— DATA PROVIDED —
<<<<

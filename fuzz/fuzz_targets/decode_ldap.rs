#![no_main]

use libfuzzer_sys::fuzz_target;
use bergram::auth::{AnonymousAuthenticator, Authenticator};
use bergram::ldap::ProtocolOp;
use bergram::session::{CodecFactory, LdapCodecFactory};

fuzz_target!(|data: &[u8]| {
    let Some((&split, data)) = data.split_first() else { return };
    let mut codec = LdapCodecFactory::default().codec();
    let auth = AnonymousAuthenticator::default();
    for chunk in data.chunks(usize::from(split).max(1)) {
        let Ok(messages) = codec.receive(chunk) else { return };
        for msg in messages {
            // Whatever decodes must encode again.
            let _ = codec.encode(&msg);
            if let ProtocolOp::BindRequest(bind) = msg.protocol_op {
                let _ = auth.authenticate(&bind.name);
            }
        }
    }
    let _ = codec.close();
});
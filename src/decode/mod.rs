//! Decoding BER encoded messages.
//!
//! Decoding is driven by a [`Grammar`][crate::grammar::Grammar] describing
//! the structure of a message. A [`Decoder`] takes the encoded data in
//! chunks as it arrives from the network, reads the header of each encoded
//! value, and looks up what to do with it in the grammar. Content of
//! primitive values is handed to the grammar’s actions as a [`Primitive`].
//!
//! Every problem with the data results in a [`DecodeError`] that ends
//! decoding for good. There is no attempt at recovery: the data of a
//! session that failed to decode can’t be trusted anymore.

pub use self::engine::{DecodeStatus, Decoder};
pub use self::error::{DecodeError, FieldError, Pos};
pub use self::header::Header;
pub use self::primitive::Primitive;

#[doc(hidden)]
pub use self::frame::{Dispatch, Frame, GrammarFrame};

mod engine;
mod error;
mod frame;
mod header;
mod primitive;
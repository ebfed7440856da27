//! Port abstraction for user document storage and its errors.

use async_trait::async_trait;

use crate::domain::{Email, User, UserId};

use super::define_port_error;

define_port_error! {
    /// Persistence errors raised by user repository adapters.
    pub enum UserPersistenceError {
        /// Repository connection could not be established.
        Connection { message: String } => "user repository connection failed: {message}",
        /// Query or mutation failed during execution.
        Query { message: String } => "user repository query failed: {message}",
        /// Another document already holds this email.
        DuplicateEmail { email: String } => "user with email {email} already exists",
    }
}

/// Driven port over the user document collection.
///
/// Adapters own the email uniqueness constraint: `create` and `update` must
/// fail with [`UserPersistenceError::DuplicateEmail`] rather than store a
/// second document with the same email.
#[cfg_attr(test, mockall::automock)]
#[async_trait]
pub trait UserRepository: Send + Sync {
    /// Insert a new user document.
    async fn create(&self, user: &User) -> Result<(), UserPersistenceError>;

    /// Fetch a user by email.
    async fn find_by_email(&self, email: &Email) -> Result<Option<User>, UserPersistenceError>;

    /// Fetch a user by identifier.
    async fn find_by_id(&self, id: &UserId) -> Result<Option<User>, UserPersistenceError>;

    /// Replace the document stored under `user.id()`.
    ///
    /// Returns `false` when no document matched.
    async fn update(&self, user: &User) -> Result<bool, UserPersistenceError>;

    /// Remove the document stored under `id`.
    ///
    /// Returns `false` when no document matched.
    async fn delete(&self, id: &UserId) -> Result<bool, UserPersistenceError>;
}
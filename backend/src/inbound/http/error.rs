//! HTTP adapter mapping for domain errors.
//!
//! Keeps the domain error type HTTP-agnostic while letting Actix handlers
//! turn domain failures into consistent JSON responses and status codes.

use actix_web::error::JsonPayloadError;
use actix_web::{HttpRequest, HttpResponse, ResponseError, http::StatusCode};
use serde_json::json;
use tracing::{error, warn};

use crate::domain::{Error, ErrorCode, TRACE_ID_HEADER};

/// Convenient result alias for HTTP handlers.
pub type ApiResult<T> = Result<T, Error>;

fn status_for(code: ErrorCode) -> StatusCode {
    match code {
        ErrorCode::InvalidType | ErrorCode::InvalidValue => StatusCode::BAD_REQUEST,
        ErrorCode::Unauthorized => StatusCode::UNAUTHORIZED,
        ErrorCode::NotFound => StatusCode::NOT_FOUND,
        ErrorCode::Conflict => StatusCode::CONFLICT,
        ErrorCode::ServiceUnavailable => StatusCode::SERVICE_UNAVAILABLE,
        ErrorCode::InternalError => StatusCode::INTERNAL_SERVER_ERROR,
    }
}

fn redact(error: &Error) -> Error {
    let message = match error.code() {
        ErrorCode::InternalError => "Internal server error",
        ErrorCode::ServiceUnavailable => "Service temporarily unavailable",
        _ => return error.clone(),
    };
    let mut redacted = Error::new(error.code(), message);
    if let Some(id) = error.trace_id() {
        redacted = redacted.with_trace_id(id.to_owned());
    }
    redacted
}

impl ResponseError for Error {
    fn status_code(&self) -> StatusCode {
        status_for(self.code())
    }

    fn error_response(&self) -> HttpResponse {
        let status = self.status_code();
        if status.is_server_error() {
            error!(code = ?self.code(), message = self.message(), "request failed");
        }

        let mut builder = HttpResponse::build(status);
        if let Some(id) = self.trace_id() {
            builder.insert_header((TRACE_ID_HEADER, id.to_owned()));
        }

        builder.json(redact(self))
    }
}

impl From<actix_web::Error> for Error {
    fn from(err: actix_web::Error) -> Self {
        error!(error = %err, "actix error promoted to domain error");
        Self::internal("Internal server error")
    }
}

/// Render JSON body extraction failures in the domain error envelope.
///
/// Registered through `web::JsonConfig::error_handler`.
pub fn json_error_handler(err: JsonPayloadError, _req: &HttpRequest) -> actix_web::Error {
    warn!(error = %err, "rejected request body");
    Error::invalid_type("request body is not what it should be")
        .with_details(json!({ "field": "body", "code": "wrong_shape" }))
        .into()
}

>>>>
<<<<

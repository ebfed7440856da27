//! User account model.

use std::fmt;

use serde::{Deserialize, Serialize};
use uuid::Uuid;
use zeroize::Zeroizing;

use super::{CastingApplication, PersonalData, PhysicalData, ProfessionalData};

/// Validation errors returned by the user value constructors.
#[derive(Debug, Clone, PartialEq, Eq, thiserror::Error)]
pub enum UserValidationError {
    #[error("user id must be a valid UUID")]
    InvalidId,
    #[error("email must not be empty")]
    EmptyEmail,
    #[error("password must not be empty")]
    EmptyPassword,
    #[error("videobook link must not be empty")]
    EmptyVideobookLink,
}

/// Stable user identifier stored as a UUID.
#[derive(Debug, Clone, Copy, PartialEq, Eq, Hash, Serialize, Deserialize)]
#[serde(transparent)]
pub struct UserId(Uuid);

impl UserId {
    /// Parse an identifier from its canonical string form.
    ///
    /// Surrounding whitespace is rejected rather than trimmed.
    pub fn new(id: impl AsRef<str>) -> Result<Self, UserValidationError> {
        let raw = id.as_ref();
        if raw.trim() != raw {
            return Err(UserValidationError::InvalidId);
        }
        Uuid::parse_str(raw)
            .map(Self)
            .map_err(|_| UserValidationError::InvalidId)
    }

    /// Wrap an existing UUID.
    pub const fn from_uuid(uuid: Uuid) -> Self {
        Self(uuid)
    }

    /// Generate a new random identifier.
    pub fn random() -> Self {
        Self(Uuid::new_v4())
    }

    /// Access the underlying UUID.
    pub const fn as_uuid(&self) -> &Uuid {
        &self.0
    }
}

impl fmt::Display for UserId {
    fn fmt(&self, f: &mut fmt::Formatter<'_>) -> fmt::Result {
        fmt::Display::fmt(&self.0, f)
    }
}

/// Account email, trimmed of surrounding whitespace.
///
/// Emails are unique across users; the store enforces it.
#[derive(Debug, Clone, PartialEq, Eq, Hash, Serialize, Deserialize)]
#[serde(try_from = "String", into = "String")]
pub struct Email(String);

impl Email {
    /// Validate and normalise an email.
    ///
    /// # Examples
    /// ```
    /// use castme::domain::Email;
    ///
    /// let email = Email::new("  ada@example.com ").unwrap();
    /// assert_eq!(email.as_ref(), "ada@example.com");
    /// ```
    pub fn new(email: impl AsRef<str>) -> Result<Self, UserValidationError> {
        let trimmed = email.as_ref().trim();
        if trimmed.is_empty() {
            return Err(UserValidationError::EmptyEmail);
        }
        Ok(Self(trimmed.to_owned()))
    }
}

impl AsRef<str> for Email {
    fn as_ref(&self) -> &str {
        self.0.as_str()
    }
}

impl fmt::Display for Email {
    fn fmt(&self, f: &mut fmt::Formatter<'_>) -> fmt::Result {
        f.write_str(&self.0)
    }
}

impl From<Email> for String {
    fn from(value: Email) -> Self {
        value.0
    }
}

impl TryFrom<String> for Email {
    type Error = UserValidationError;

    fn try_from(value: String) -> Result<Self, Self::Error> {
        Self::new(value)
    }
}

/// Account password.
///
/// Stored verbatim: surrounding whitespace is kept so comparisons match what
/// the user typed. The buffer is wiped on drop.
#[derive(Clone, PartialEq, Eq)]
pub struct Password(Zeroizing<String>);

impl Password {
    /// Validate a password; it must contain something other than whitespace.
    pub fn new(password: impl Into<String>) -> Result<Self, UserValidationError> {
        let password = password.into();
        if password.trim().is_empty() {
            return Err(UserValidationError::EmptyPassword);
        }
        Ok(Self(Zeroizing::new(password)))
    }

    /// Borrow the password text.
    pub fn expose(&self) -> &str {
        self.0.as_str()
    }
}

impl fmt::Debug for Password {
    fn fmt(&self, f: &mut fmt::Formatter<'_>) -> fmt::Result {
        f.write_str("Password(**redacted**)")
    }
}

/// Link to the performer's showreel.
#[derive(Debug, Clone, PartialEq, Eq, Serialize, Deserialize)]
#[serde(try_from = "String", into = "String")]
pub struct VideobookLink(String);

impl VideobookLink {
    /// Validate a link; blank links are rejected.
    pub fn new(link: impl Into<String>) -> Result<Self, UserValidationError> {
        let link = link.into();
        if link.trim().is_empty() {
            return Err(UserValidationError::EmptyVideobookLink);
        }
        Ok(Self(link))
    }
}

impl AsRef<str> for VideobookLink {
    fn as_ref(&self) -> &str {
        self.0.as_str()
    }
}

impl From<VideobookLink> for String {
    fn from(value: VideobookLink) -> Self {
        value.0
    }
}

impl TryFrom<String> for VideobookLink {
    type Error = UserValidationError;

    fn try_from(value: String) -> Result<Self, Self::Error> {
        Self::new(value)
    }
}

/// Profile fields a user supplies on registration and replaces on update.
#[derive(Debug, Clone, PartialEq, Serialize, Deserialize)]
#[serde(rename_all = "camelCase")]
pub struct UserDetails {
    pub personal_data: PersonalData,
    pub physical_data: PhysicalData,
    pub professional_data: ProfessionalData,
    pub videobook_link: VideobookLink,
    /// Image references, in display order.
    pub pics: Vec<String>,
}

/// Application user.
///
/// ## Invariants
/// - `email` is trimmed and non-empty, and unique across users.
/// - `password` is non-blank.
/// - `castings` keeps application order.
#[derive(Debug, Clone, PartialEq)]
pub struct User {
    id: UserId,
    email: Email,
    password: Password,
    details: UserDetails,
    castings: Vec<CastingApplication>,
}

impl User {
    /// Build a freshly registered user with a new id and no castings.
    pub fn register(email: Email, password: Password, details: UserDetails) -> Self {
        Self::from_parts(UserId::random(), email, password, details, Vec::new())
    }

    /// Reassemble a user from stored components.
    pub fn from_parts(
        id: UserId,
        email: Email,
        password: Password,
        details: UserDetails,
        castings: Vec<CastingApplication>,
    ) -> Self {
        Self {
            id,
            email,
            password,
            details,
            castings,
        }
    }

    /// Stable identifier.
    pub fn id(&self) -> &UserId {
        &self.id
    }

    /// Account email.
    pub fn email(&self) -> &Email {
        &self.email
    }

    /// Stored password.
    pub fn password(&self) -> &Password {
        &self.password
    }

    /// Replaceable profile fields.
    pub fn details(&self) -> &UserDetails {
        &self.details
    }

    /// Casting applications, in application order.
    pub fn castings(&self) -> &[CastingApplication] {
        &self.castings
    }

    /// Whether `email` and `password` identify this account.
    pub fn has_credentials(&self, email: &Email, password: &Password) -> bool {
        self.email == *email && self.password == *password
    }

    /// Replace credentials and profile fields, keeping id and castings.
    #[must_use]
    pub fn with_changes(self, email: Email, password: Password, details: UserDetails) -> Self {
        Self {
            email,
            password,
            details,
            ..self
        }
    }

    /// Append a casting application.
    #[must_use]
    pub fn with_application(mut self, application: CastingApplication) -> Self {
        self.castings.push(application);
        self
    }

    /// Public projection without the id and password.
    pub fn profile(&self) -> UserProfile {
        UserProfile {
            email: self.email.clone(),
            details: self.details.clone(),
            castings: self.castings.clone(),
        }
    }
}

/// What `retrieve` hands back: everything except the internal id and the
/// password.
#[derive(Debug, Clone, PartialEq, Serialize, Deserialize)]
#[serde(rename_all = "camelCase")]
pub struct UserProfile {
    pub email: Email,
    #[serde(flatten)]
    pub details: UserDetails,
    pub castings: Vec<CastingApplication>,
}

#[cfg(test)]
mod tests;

>>>>

Among the records above, how many lines carry the string "bergram"? Reply with the number alone.

— SOLUTION FOR THIS PROBLEM —
3